Although known as a popular detective novelist, Agatha Christie also wrote
several espionage novels mainly featured with entangled plots of spy agents working
under the cover of secret intelligence organizations in a trans-national world. Novels
like They Came to Baghdad (1952), Destination Unknown (1955), and Passenger to
Frankfort (1970), resemble one another and share a basic premise concerning not only
espionage story plots but also what Ulrich Beck calls a risk society. In Christie’s these
novels, a new social reality affected by multi-national capitalism and technologies of
medical science, gene biochemistry and even nuclear weapon gradually turns the
global world into an uneasy and unstable situation. More importantly, the reactionary
protest and demonstration of rebellious youth or social masses, terrorist’s sabotage in
urban cities, and capitalist’s multinational investment of new energy presented in her
works also cause the “risks” that endanger the stability of a nation state.
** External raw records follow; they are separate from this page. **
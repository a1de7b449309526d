use assert_cmd::Command;
use predicates::prelude::*;
use std::fs;
use std::path::Path;
use tempfile::TempDir;

fn lpost(data_dir: &Path) -> Command {
    let mut cmd = Command::cargo_bin("lpost").unwrap();
    cmd.arg("--data-dir").arg(data_dir).env("NO_COLOR", "1");
    cmd
}

fn write_image(dir: &Path, name: &str, len: usize) -> std::path::PathBuf {
    let path = dir.join(name);
    let mut bytes = vec![0x89, b'P', b'N', b'G'];
    bytes.resize(len, 1);
    fs::write(&path, bytes).unwrap();
    path
}

#[test]
fn test_empty_gallery_lists_hint() {
    let temp = TempDir::new().unwrap();
    lpost(temp.path())
        .arg("list")
        .assert()
        .success()
        .stdout(predicate::str::contains("No posts yet"));
}

#[test]
fn test_add_then_list_and_view() {
    let temp = TempDir::new().unwrap();
    let image = write_image(temp.path(), "sunset.png", 3000);
    let data = temp.path().join("data");

    lpost(&data)
        .args(["add", image.to_str().unwrap(), "-t", "Sunset", "-d", "by the sea"])
        .assert()
        .success()
        .stdout(predicate::str::contains("Post added: Sunset"));

    lpost(&data)
        .arg("ls")
        .assert()
        .success()
        .stdout(predicate::str::contains("1. Sunset · by the sea"));

    lpost(&data)
        .args(["view", "1"])
        .assert()
        .success()
        .stdout(predicate::str::contains("image/png"))
        .stdout(predicate::str::contains("by the sea"));
}

#[test]
fn test_unsupported_format_is_rejected() {
    let temp = TempDir::new().unwrap();
    let image = write_image(temp.path(), "scan.bmp", 100);

    lpost(temp.path())
        .args(["add", image.to_str().unwrap(), "-t", "X"])
        .assert()
        .failure()
        .stderr(predicate::str::contains("Unsupported image format: image/bmp"));

    lpost(temp.path())
        .arg("list")
        .assert()
        .success()
        .stdout(predicate::str::contains("No posts yet"));
}

#[test]
fn test_too_large_is_rejected() {
    let temp = TempDir::new().unwrap();
    let image = write_image(temp.path(), "huge.png", 13 * 1024 * 1024);

    lpost(&temp.path().join("data"))
        .args(["add", image.to_str().unwrap()])
        .assert()
        .failure()
        .stderr(predicate::str::contains("Image too large"));
}

#[test]
fn test_link_and_download() {
    let temp = TempDir::new().unwrap();
    let image = write_image(temp.path(), "pic.png", 64);
    let data = temp.path().join("data");
    let out = temp.path().join("out");

    lpost(&data)
        .args(["add", image.to_str().unwrap(), "-t", "Pic"])
        .assert()
        .success();

    lpost(&data)
        .args(["link", "1"])
        .assert()
        .success()
        .stdout(predicate::str::starts_with("data:image/png;base64,"));

    lpost(&data)
        .args(["download", "1", "-o", out.to_str().unwrap()])
        .assert()
        .success();

    assert_eq!(
        fs::read(out.join("Pic.png")).unwrap(),
        fs::read(&image).unwrap()
    );
}

#[test]
fn test_settings_merge() {
    let temp = TempDir::new().unwrap();

    lpost(temp.path())
        .args(["settings", "theme", "dark"])
        .assert()
        .success();

    lpost(temp.path())
        .args(["settings", "animations", "off"])
        .assert()
        .success()
        .stdout(predicate::str::contains("theme = dark"))
        .stdout(predicate::str::contains("animations = off"));

    lpost(temp.path())
        .args(["settings", "theme", "neon"])
        .assert()
        .failure()
        .stderr(predicate::str::contains("unknown theme"));
}

#[test]
fn test_reset_requires_confirmation() {
    let temp = TempDir::new().unwrap();
    let image = write_image(temp.path(), "a.png", 10);
    let data = temp.path().join("data");

    lpost(&data)
        .args(["add", image.to_str().unwrap(), "-t", "Keep"])
        .assert()
        .success();

    lpost(&data)
        .arg("reset")
        .write_stdin("n\n")
        .assert()
        .success()
        .stdout(predicate::str::contains("Operation cancelled."));

    lpost(&data)
        .arg("list")
        .assert()
        .stdout(predicate::str::contains("Keep"));

    lpost(&data)
        .args(["reset", "--yes"])
        .assert()
        .success()
        .stdout(predicate::str::contains("Local data reset"));

    lpost(&data)
        .arg("list")
        .assert()
        .stdout(predicate::str::contains("No posts yet"));
}

#[test]
fn test_reset_recovers_corrupt_posts_record() {
    let temp = TempDir::new().unwrap();
    let data = temp.path().join("data");
    fs::create_dir_all(&data).unwrap();
    fs::write(data.join("rag_posts_v1.json"), "{not json").unwrap();

    lpost(&data).arg("list").assert().failure();

    lpost(&data)
        .args(["reset", "--yes"])
        .assert()
        .success()
        .stdout(predicate::str::contains("Local data reset"));

    assert!(!data.join("rag_posts_v1.json").exists());
    lpost(&data)
        .arg("list")
        .assert()
        .success()
        .stdout(predicate::str::contains("No posts yet"));
}

#[test]
fn test_unknown_post_fails() {
    let temp = TempDir::new().unwrap();
    lpost(temp.path())
        .args(["view", "3"])
        .assert()
        .failure()
        .stderr(predicate::str::contains("Post not found: 3"));
}
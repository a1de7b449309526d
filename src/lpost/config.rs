use crate::error::{GalleryError, Result};
use serde::{Deserialize, Serialize};
use std::fs;
use std::path::{Path, PathBuf};

const CONFIG_FILENAME: &str = "config.json";

/// Client configuration, stored in `<data dir>/config.json`.
#[derive(Debug, Clone, Serialize, Deserialize, PartialEq, Eq)]
pub struct GalleryConfig {
    /// Where `download` writes images when no directory is given.
    /// Unset means the current directory.
    #[serde(default)]
    pub download_dir: Option<PathBuf>,

    /// Show "5 minutes ago" style times in listings instead of timestamps.
    #[serde(default = "default_relative_times")]
    pub relative_times: bool,
}

fn default_relative_times() -> bool {
    true
}

impl Default for GalleryConfig {
    fn default() -> Self {
        Self {
            download_dir: None,
            relative_times: default_relative_times(),
        }
    }
}

impl GalleryConfig {
    /// Load config from the given directory, or return defaults if not found
    pub fn load<P: AsRef<Path>>(config_dir: P) -> Result<Self> {
        let config_path = config_dir.as_ref().join(CONFIG_FILENAME);

        if !config_path.exists() {
            return Ok(Self::default());
        }

        let content = fs::read_to_string(&config_path).map_err(GalleryError::Io)?;
        let config: GalleryConfig =
            serde_json::from_str(&content).map_err(GalleryError::Serialization)?;
        Ok(config)
    }

    pub fn save<P: AsRef<Path>>(&self, config_dir: P) -> Result<()> {
        let config_dir = config_dir.as_ref();
        if !config_dir.exists() {
            fs::create_dir_all(config_dir).map_err(GalleryError::Io)?;
        }

        let content = serde_json::to_string_pretty(self).map_err(GalleryError::Serialization)?;
        fs::write(config_dir.join(CONFIG_FILENAME), content).map_err(GalleryError::Io)?;
        Ok(())
    }

    /// Directory downloads land in, relative paths resolved against `cwd`.
    pub fn download_dir_or(&self, cwd: &Path) -> PathBuf {
        match &self.download_dir {
            Some(dir) if dir.is_absolute() => dir.clone(),
            Some(dir) => cwd.join(dir),
            None => cwd.to_path_buf(),
        }
    }

    /// Apply a `key = value` pair from the command line.
    pub fn set(&mut self, key: &str, value: &str) -> Result<()> {
        match key {
            "download-dir" => {
                self.download_dir = match value.trim() {
                    "" => None,
                    v => Some(PathBuf::from(v)),
                };
            }
            "relative-times" => {
                self.relative_times = parse_toggle(value)?;
            }
            other => {
                return Err(GalleryError::InvalidSetting(format!(
                    "unknown config key '{}'",
                    other
                )))
            }
        }
        Ok(())
    }
}

/// Accepts on/off, true/false, yes/no and 1/0.
pub fn parse_toggle(value: &str) -> Result<bool> {
    match value.trim().to_ascii_lowercase().as_str() {
        "on" | "true" | "yes" | "1" => Ok(true),
        "off" | "false" | "no" | "0" => Ok(false),
        other => Err(GalleryError::InvalidSetting(format!(
            "expected on or off, got '{}'",
            other
        ))),
    }
}

#[cfg(test)]
mod tests {
    use super::*;
    use tempfile::tempdir;

    #[test]
    fn test_default_config() {
        let config = GalleryConfig::default();
        assert_eq!(config.download_dir, None);
        assert!(config.relative_times);
    }

    #[test]
    fn test_load_missing_config() {
        let dir = tempdir().unwrap();
        let config = GalleryConfig::load(dir.path().join("absent")).unwrap();
        assert_eq!(config, GalleryConfig::default());
    }

    #[test]
    fn test_save_and_load() {
        let dir = tempdir().unwrap();
        let mut config = GalleryConfig::default();
        config.set("download-dir", "/tmp/pictures").unwrap();
        config.set("relative-times", "off").unwrap();
        config.save(dir.path()).unwrap();

        let loaded = GalleryConfig::load(dir.path()).unwrap();
        assert_eq!(loaded.download_dir, Some(PathBuf::from("/tmp/pictures")));
        assert!(!loaded.relative_times);
    }

    #[test]
    fn test_partial_file_uses_defaults() {
        let dir = tempdir().unwrap();
        fs::write(dir.path().join(CONFIG_FILENAME), "{}").unwrap();
        assert_eq!(
            GalleryConfig::load(dir.path()).unwrap(),
            GalleryConfig::default()
        );
    }

    #[test]
    fn test_download_dir_resolution() {
        let cwd = Path::new("/home/me");
        let mut config = GalleryConfig::default();
        assert_eq!(config.download_dir_or(cwd), PathBuf::from("/home/me"));

        config.download_dir = Some(PathBuf::from("pics"));
        assert_eq!(config.download_dir_or(cwd), PathBuf::from("/home/me/pics"));

        config.download_dir = Some(PathBuf::from("/srv/pics"));
        assert_eq!(config.download_dir_or(cwd), PathBuf::from("/srv/pics"));
    }

    #[test]
    fn test_unknown_key() {
        let mut config = GalleryConfig::default();
        assert!(matches!(
            config.set("file-ext", ".md"),
            Err(GalleryError::InvalidSetting(_))
        ));
    }

    #[test]
    fn test_parse_toggle() {
        assert!(parse_toggle("ON").unwrap());
        assert!(!parse_toggle("no").unwrap());
        assert!(parse_toggle("maybe").is_err());
    }
}
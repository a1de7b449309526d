use clap::{Parser, Subcommand};
use std::path::PathBuf;

#[derive(Parser, Debug)]
#[command(name = "lpost", bin_name = "lpost", version)]
#[command(about = "A local image gallery for the terminal", long_about = None)]
pub struct Cli {
    #[command(subcommand)]
    pub command: Option<Commands>,

    /// Directory holding gallery data (defaults to the platform data dir)
    #[arg(long, global = true, value_name = "DIR")]
    pub data_dir: Option<PathBuf>,

    /// Verbose output (-v info, -vv debug)
    #[arg(short, long, global = true, action = clap::ArgAction::Count)]
    pub verbose: u8,
}

#[derive(Subcommand, Debug)]
pub enum Commands {
    /// Add an image to the gallery
    #[command(alias = "n")]
    Add {
        /// Image file (PNG, JPEG, WebP or GIF, max 12 MiB)
        image: PathBuf,

        /// Post title (defaults to "Untitled")
        #[arg(short, long)]
        title: Option<String>,

        /// Post description
        #[arg(short, long)]
        description: Option<String>,

        /// MIME type, when the file extension is misleading
        #[arg(long)]
        mime: Option<String>,
    },

    /// List posts, newest first
    #[command(alias = "ls")]
    List,

    /// Show one or more posts in full
    #[command(alias = "v")]
    View {
        /// Posts by position (1 = newest) or id
        #[arg(required = true, num_args = 1..)]
        posts: Vec<String>,
    },

    /// Print a post's image as a data URL
    Link {
        /// Post by position or id
        post: String,

        /// Copy to the system clipboard instead of printing
        #[arg(short, long)]
        copy: bool,
    },

    /// Save post images as files
    #[command(alias = "dl")]
    Download {
        /// Posts by position or id
        #[arg(required = true, num_args = 1..)]
        posts: Vec<String>,

        /// Target directory
        #[arg(short, long, value_name = "DIR")]
        output: Option<PathBuf>,
    },

    /// Show or change settings
    Settings {
        #[command(subcommand)]
        action: Option<SettingsCommand>,
    },

    /// Show or change client configuration
    Config {
        /// download-dir | relative-times
        key: Option<String>,

        /// New value
        value: Option<String>,
    },

    /// Delete all posts and settings
    Reset {
        /// Skip the confirmation prompt
        #[arg(short, long)]
        yes: bool,
    },
}

#[derive(Subcommand, Debug)]
pub enum SettingsCommand {
    /// Show current settings
    Show,

    /// Set the theme
    Theme {
        /// system, light or dark
        value: String,
    },

    /// Turn animations on or off
    Animations {
        /// on or off
        value: String,
    },
}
These various
risks and circulation of transnational capital in a global culture adumbrated in
Christie’s novels in the twenty century seemingly foreshadow repetitive social unrest
(including Neo-Nazi movement and nuclear crisis) in our present era. Why does
Christie punctuate this critical awareness of the risk society and transnational world in
her espionage novels? How can these “risks” within a social reality and the power of
capital money threaten the consolidation of a dominant order or a governmental
regime of the nation state? These issues will be covered and examined in this paper.